Hard sciences, social sciences, society and political ideology change and evolve over time. Invoking eugenics (which, btw, was apparently liked by conversatives, too, just ask Herr Adolf) or attacking 1960s or 1930s liberalism is exactly the same tactic that Creationists use when they attack the theory as described in the Origin instead of CURRENT evolutionary theory.

What happened in the past 30-40 years or so is that much of hard sciences, social sciences, society and liberal political ideology have moved from linear hierarchical thinking to non-linear interactionist thinking.

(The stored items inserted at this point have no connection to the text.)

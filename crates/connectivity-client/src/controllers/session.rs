//! Session endpoints

use reqwest::Method;
use tokio_util::sync::CancellationToken;
use tracing::info;

use super::base::{ApiCall, Dispatcher};
use crate::auth::GLOBAL_SCOPE;
use crate::error::{Error, RestErrorResponse, Result};
use crate::http::HttpContext;
use crate::models::{LogInRequest, LogInResponse};
use crate::server::Server;

#[derive(Clone)]
pub struct SessionController {
    dispatcher: Dispatcher,
}

impl SessionController {
    pub(crate) fn new(dispatcher: Dispatcher) -> Self {
        Self { dispatcher }
    }

    /// Start a service session. Requires a valid OAuth token under the
    /// `"global"` scope; a 400 maps to `Error::RestError`.
    pub async fn login(&self, body: &LogInRequest) -> Result<LogInResponse> {
        self.login_with_cancellation(body, &CancellationToken::new())
            .await
    }

    pub async fn login_with_cancellation(
        &self,
        body: &LogInRequest,
        cancel: &CancellationToken,
    ) -> Result<LogInResponse> {
        let call = ApiCall::new("session.login", Method::POST, Server::Default, "/session/login")
            .json_body(body)?
            .authenticated(GLOBAL_SCOPE)
            .error_case(400, rest_error);
        let response: LogInResponse = self.dispatcher.execute_json(call, cancel).await?;
        info!(
            username = body.username.as_deref(),
            has_session_token = response.session_token.is_some(),
            "session login succeeded"
        );
        Ok(response)
    }

    pub fn login_blocking(&self, body: &LogInRequest) -> Result<LogInResponse> {
        crate::blocking::block_on(self.login(body))
    }
}

fn rest_error(context: &HttpContext) -> Error {
    RestErrorResponse::from_response(&context.response).into()
}
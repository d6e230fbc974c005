//! Observation hooks around each HTTP exchange

use std::sync::{Mutex, PoisonError};

use super::request::HttpRequest;
use super::response::HttpResponse;

/// Called before a request is authenticated and sent, and after its
/// response arrives. Hooks observe only; they cannot alter the exchange.
pub trait HttpCallback: Send + Sync {
    fn on_before_request(&self, _request: &HttpRequest) {}
    fn on_after_response(&self, _response: &HttpResponse) {}
}

/// Callback that keeps the most recent request and response.
#[derive(Debug, Default)]
pub struct ResponseRecorder {
    request: Mutex<Option<HttpRequest>>,
    response: Mutex<Option<HttpResponse>>,
}

impl ResponseRecorder {
    pub fn new() -> Self {
        Self::default()
    }

    pub fn last_request(&self) -> Option<HttpRequest> {
        self.request
            .lock()
            .unwrap_or_else(PoisonError::into_inner)
            .clone()
    }

    pub fn last_response(&self) -> Option<HttpResponse> {
        self.response
            .lock()
            .unwrap_or_else(PoisonError::into_inner)
            .clone()
    }
}

impl HttpCallback for ResponseRecorder {
    fn on_before_request(&self, request: &HttpRequest) {
        *self.request.lock().unwrap_or_else(PoisonError::into_inner) = Some(request.clone());
    }

    fn on_after_response(&self, response: &HttpResponse) {
        *self.response.lock().unwrap_or_else(PoisonError::into_inner) = Some(response.clone());
    }
}
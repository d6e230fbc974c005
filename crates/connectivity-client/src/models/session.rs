//! Session login request/response bodies

use std::fmt;

use serde::{Deserialize, Serialize};

/// Credentials for `POST /session/login`. Absent fields are omitted from
/// the JSON body.
#[derive(Clone, Default, PartialEq, Eq, Serialize, Deserialize)]
pub struct LogInRequest {
    #[serde(default, skip_serializing_if = "Option::is_none")]
    pub username: Option<String>,
    #[serde(default, skip_serializing_if = "Option::is_none")]
    pub password: Option<String>,
}

impl LogInRequest {
    pub fn new(username: impl Into<String>, password: impl Into<String>) -> Self {
        Self {
            username: Some(username.into()),
            password: Some(password.into()),
        }
    }
}

impl fmt::Debug for LogInRequest {
    fn fmt(&self, f: &mut fmt::Formatter<'_>) -> fmt::Result {
        f.debug_struct("LogInRequest")
            .field("username", &self.username)
            .field("password", &self.password.as_ref().map(|_| "[REDACTED]"))
            .finish()
    }
}

/// Result of a successful login.
#[derive(Debug, Clone, Default, PartialEq, Eq, Serialize, Deserialize)]
pub struct LogInResponse {
    #[serde(
        rename = "sessionToken",
        default,
        skip_serializing_if = "Option::is_none"
    )]
    pub session_token: Option<String>,
}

Liberals have embraced this change BECAUSE it eliminates some errors of historical liberalism (e.g,. of the 1930s or 1960s). Not all have changed, though. Lieberman is a dinosaur, and so are many others in the Democratic leadership. Some of the Feng-Shui liberals I criticized above are likewise stuck in the 1960s.

Embracing this change also helps liberalism form a unified, internally consistent ideology, in place of its usual issue-by-issue catalogue of stands.

However, conservatism CANNOT change and get modern and current because hierarchy is the ESSENCE of conservatism. Attempts to modernize weaken conservatism as it is forced to accept liberal views on individual issues (see Europe).

BushCo chose the opposite tactic - keep conservatism logically consistent and intact, thus, in the process, stopping the evolution of all political thought, of science and of society - keeping the status quo indefinitely. Systematic attack on science is a neccessary strategy, actually central strategy for that endeavor to succeed.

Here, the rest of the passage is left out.